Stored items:
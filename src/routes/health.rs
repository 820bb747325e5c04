use crate::models::dto::Message;
use axum::{response::IntoResponse, Json};
use utoipa::OpenApi;
#[derive(OpenApi)]
#[openapi(paths(
    health_checker_handler
))]
/// Defines the OpenAPI spec for health endpoints
pub struct HealthApi;
#[utoipa::path(
    get,
    path = "/api/health",
    tag = "HEALTH",
    responses(
        (status = OK, description = "Success", body = str, content_type = "text/plain")
    )
)]
pub async fn health_checker_handler() -> impl IntoResponse {
    Json(Message::new(
        "OK, I'm alive!",
    ))
}
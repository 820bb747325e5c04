use crate::models::{Role, SessionUser};
use serde::{Deserialize, Serialize};
use utoipa::ToSchema;

#[derive(Debug, Deserialize, ToSchema)]
pub struct SignupInfo {
    pub name: String,
    pub email: String,
    pub password: String,
    #[schema(example = "user")]
    pub role: Role,
}

#[derive(Debug, Deserialize, ToSchema)]
pub struct LoginInfo {
    pub email: String,
    pub password: String,
}

#[derive(Debug, Serialize, ToSchema)]
pub struct AuthResponse {
    pub token: String,
    pub user: SessionUser,
    pub message: String,
}
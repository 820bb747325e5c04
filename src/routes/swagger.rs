use crate::models::dto;
use utoipa::OpenApi;
use utoipa_swagger_ui::SwaggerUi;

#[derive(OpenApi)]
#[openapi(info(
    title = "BookIt API",
    description = "Appointment booking backend: services, time slots and bookings",
))]
struct Api;

/// Constructs the route on the API that renders the swagger UI and returns the OpenAPI schema.
/// Merges in OpenAPI definitions from other locations in the app, such as the [dto] package
/// and the route modules.
pub fn build_documentation() -> SwaggerUi {
    let mut api_docs = Api::openapi();
    api_docs.merge(dto::OpenApiSchemas::openapi());
    api_docs.merge(super::health::HealthApi::openapi());
    api_docs.merge(super::auth::AuthApi::openapi());
    api_docs.merge(super::service::ServicesApi::openapi());
    api_docs.merge(super::booking::BookingsApi::openapi());

    SwaggerUi::new("/swagger-ui").url("/api-docs/openapi.json", api_docs)
}
use std::sync::Arc;

use axum::{
    extract::{Path, Query, State},
    middleware,
    response::{IntoResponse, Redirect, Response},
    routing::get,
    Extension, Json, Router,
};
use chrono::{NaiveDate, Utc};
use utoipa::OpenApi;

use crate::{
    availability::{self, SlotStatus},
    gate::{self, Access},
    models::{
        dto::{NewService, ServiceResponse, SlotQuery, UpdateService},
        Error, Role, Service, TokenClaim,
    },
    repository::{generate_id, ServicePatch},
    AppState,
};

use super::middlewares::auth_guard;

/// Defines the OpenAPI spec for service endpoints
#[derive(OpenApi)]
#[openapi(paths(
    list_services_handler,
    list_own_services_handler,
    get_service_handler,
    create_service_handler,
    update_service_handler,
    delete_service_handler,
    get_slots_handler
))]
pub struct ServicesApi;

/// Used to group service endpoints together in the OpenAPI documentation
pub const SERVICE_API_GROUP: &str = "SERVICE";

/// Builds a router for service routes
pub fn service_routes(state: Arc<AppState>) -> Router<Arc<AppState>> {
    Router::new()
        .route(
            "/",
            get(list_services_handler).post(create_service_handler),
        )
        .route("/mine", get(list_own_services_handler))
        .route(
            "/:id",
            get(get_service_handler)
                .put(update_service_handler)
                .delete(delete_service_handler),
        )
        .route("/:id/slots", get(get_slots_handler))
        .route_layer(middleware::from_fn_with_state(state.clone(), auth_guard))
}

/// Soft redirect for role mismatches: the actor lands on their own home
/// view instead of receiving a denial.
fn owner_gate(claim: &TokenClaim) -> Option<Response> {
    match gate::route_access(Some(claim.role), Some(Role::Owner)) {
        Access::Permit => None,
        Access::RedirectTo(view) => Some(Redirect::to(view.path()).into_response()),
    }
}

fn validate_fields(
    name: Option<&str>,
    description: Option<&str>,
    duration: Option<u32>,
    price: Option<f64>,
) -> Result<(), Error> {
    if let Some(name) = name {
        if name.trim().is_empty() {
            return Err(Error::validation("Service name is required"));
        }
    }
    if let Some(description) = description {
        if description.trim().is_empty() {
            return Err(Error::validation("Description is required"));
        }
    }
    if let Some(duration) = duration {
        if duration < 1 {
            return Err(Error::validation("Duration must be at least 1 minute"));
        }
    }
    if let Some(price) = price {
        if !price.is_finite() || price < 0.0 {
            return Err(Error::validation("Price must be a non-negative number"));
        }
    }
    Ok(())
}

/// List services handler function
#[utoipa::path(
    get,
    path = "/api/services",
    tag = SERVICE_API_GROUP,
    security(
        ("bearerAuth" = [])
    ),
    responses(
        (status = 200, description = "All listed services", body = [ServiceResponse]),
    )
)]
pub async fn list_services_handler(State(state): State<Arc<AppState>>) -> Json<Vec<ServiceResponse>> {
    let services = state
        .repo
        .list_services()
        .into_iter()
        .map(ServiceResponse::from)
        .collect();
    Json(services)
}

/// List own services handler function
#[utoipa::path(
    get,
    path = "/api/services/mine",
    tag = SERVICE_API_GROUP,
    security(
        ("bearerAuth" = [])
    ),
    responses(
        (status = 200, description = "Services belonging to the caller", body = [ServiceResponse]),
        (status = 303, description = "Caller is not an owner; steered to their home view"),
    )
)]
pub async fn list_own_services_handler(
    State(state): State<Arc<AppState>>,
    Extension(claim): Extension<TokenClaim>,
) -> Result<Response, Error> {
    if let Some(redirect) = owner_gate(&claim) {
        return Ok(redirect);
    }
    let services: Vec<ServiceResponse> = state
        .repo
        .services_by_owner(&claim.sub)
        .into_iter()
        .map(ServiceResponse::from)
        .collect();
    Ok(Json(services).into_response())
}

/// Get service by ID handler function
#[utoipa::path(
    get,
    path = "/api/services/{id}",
    tag = SERVICE_API_GROUP,
    security(
        ("bearerAuth" = [])
    ),
    params(
        ("id" = String, Path, description = "The ID of the service to fetch")
    ),
    responses(
        (status = 200, description = "Service successfully fetched", body = ServiceResponse),
        (status = 404, description = "Service not found"),
    )
)]
pub async fn get_service_handler(
    State(state): State<Arc<AppState>>,
    Path(id): Path<String>,
) -> Result<Json<ServiceResponse>, Error> {
    if let Some(service) = state.repo.get_service_by_id(&id) {
        Ok(Json(ServiceResponse::from(service)))
    } else {
        Err(Error::not_found("Service not found"))
    }
}

/// Create service handler function
#[utoipa::path(
    post,
    path = "/api/services",
    tag = SERVICE_API_GROUP,
    request_body = NewService,
    security(
        ("bearerAuth" = [])
    ),
    responses(
        (status = 200, description = "Service successfully created", body = ServiceResponse),
        (status = 303, description = "Caller is not an owner; steered to their home view"),
        (status = 400, description = "Missing or malformed fields"),
    )
)]
pub async fn create_service_handler(
    State(state): State<Arc<AppState>>,
    Extension(claim): Extension<TokenClaim>,
    Json(body): Json<NewService>,
) -> Result<Response, Error> {
    if let Some(redirect) = owner_gate(&claim) {
        return Ok(redirect);
    }
    validate_fields(
        Some(&body.name),
        Some(&body.description),
        Some(body.duration),
        Some(body.price),
    )?;

    let service = state.repo.create_service(Service {
        id: generate_id("svc"),
        owner_id: claim.sub.clone(),
        name: body.name.trim().to_string(),
        description: body.description.trim().to_string(),
        duration: body.duration,
        price: body.price,
        created_at: Utc::now(),
        updated_at: None,
    });

    Ok(Json(ServiceResponse::from(service)).into_response())
}

/// Update service handler function
#[utoipa::path(
    put,
    path = "/api/services/{id}",
    tag = SERVICE_API_GROUP,
    params(
        ("id" = String, Path, description = "The ID of the service to update")
    ),
    request_body = UpdateService,
    security(
        ("bearerAuth" = [])
    ),
    responses(
        (status = 200, description = "Service successfully updated", body = ServiceResponse),
        (status = 404, description = "Service not found"),
    )
)]
pub async fn update_service_handler(
    State(state): State<Arc<AppState>>,
    Extension(claim): Extension<TokenClaim>,
    Path(id): Path<String>,
    Json(body): Json<UpdateService>,
) -> Result<Response, Error> {
    if let Some(redirect) = owner_gate(&claim) {
        return Ok(redirect);
    }
    let service = state
        .repo
        .get_service_by_id(&id)
        .filter(|s| s.owner_id == claim.sub)
        .ok_or_else(|| Error::not_found("Service not found"))?;

    validate_fields(
        body.name.as_deref(),
        body.description.as_deref(),
        body.duration,
        body.price,
    )?;

    let patch = ServicePatch {
        name: body.name,
        description: body.description,
        duration: body.duration,
        price: body.price,
    };
    let updated = state
        .repo
        .update_service(&service.id, patch)
        .ok_or_else(|| Error::not_found("Service not found"))?;
    Ok(Json(ServiceResponse::from(updated)).into_response())
}

/// Delete service handler function
#[utoipa::path(
    delete,
    path = "/api/services/{id}",
    tag = SERVICE_API_GROUP,
    params(
        ("id" = String, Path, description = "The ID of the service to delete")
    ),
    security(
        ("bearerAuth" = [])
    ),
    responses(
        (status = 200, description = "Service and its bookings deleted"),
        (status = 404, description = "Service not found"),
    )
)]
pub async fn delete_service_handler(
    State(state): State<Arc<AppState>>,
    Extension(claim): Extension<TokenClaim>,
    Path(id): Path<String>,
) -> Result<Response, Error> {
    if let Some(redirect) = owner_gate(&claim) {
        return Ok(redirect);
    }
    state
        .repo
        .get_service_by_id(&id)
        .filter(|s| s.owner_id == claim.sub)
        .ok_or_else(|| Error::not_found("Service not found"))?;

    // Removes the service together with every booking referencing it.
    state.repo.delete_service(&id);
    Ok(Json(crate::models::dto::Message::new("Service deleted")).into_response())
}

/// Get available slots handler function
#[utoipa::path(
    get,
    path = "/api/services/{id}/slots",
    tag = SERVICE_API_GROUP,
    params(
        ("id" = String, Path, description = "The ID of the service"),
        SlotQuery
    ),
    security(
        ("bearerAuth" = [])
    ),
    responses(
        (status = 200, description = "Offered slots in canonical order", body = [SlotStatus]),
        (status = 400, description = "Date missing or outside the booking window"),
        (status = 404, description = "Service not found"),
    )
)]
pub async fn get_slots_handler(
    State(state): State<Arc<AppState>>,
    Path(id): Path<String>,
    Query(query): Query<SlotQuery>,
) -> Result<Json<Vec<SlotStatus>>, Error> {
    if state.repo.get_service_by_id(&id).is_none() {
        return Err(Error::not_found("Service not found"));
    }
    let date = NaiveDate::parse_from_str(&query.date, "%Y-%m-%d")
        .map_err(|_| Error::validation("Invalid date"))?;
    let today = Utc::now().date_naive();
    if !availability::within_booking_window(date, today) {
        return Err(Error::validation("Date is outside the booking window"));
    }
    let bookings = state.repo.list_bookings();
    Ok(Json(availability::available_slots(&bookings, &id, date)))
}
use crate::models::Service;
use serde::{Deserialize, Serialize};
use utoipa::{IntoParams, ToSchema};

#[derive(Debug, Deserialize, ToSchema)]
pub struct NewService {
    pub name: String,
    pub description: String,
    #[schema(example = 60)]
    pub duration: u32,
    #[schema(example = 500.0)]
    pub price: f64,
}

/// Partial update; absent fields keep their stored value.
#[derive(Debug, Deserialize, ToSchema)]
pub struct UpdateService {
    pub name: Option<String>,
    pub description: Option<String>,
    pub duration: Option<u32>,
    pub price: Option<f64>,
}

#[derive(Debug, Serialize, ToSchema)]
pub struct ServiceResponse {
    pub id: String,
    pub owner_id: String,
    pub name: String,
    pub description: String,
    pub duration: u32,
    pub price: f64,
    pub created_at: String,
    #[serde(skip_serializing_if = "Option::is_none")]
    pub updated_at: Option<String>,
}

impl From<Service> for ServiceResponse {
    fn from(service: Service) -> Self {
        Self {
            id: service.id,
            owner_id: service.owner_id,
            name: service.name,
            description: service.description,
            duration: service.duration,
            price: service.price,
            created_at: service.created_at.to_string(),
            updated_at: service.updated_at.map(|t| t.to_string()),
        }
    }
}

#[derive(Debug, Deserialize, IntoParams)]
#[into_params(parameter_in = Query)]
pub struct SlotQuery {
    /// Calendar date in `YYYY-MM-DD` form.
    pub date: String,
}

EXERCISE OBJECTIVE
Would you filter the entries above and keep each line that has the word "SlotQuery"?

SOLUTION FOR THIS TASK
        dto::{NewService, ServiceResponse, SlotQuery, UpdateService},
        SlotQuery
    Query(query): Query<SlotQuery>,
pub struct SlotQuery {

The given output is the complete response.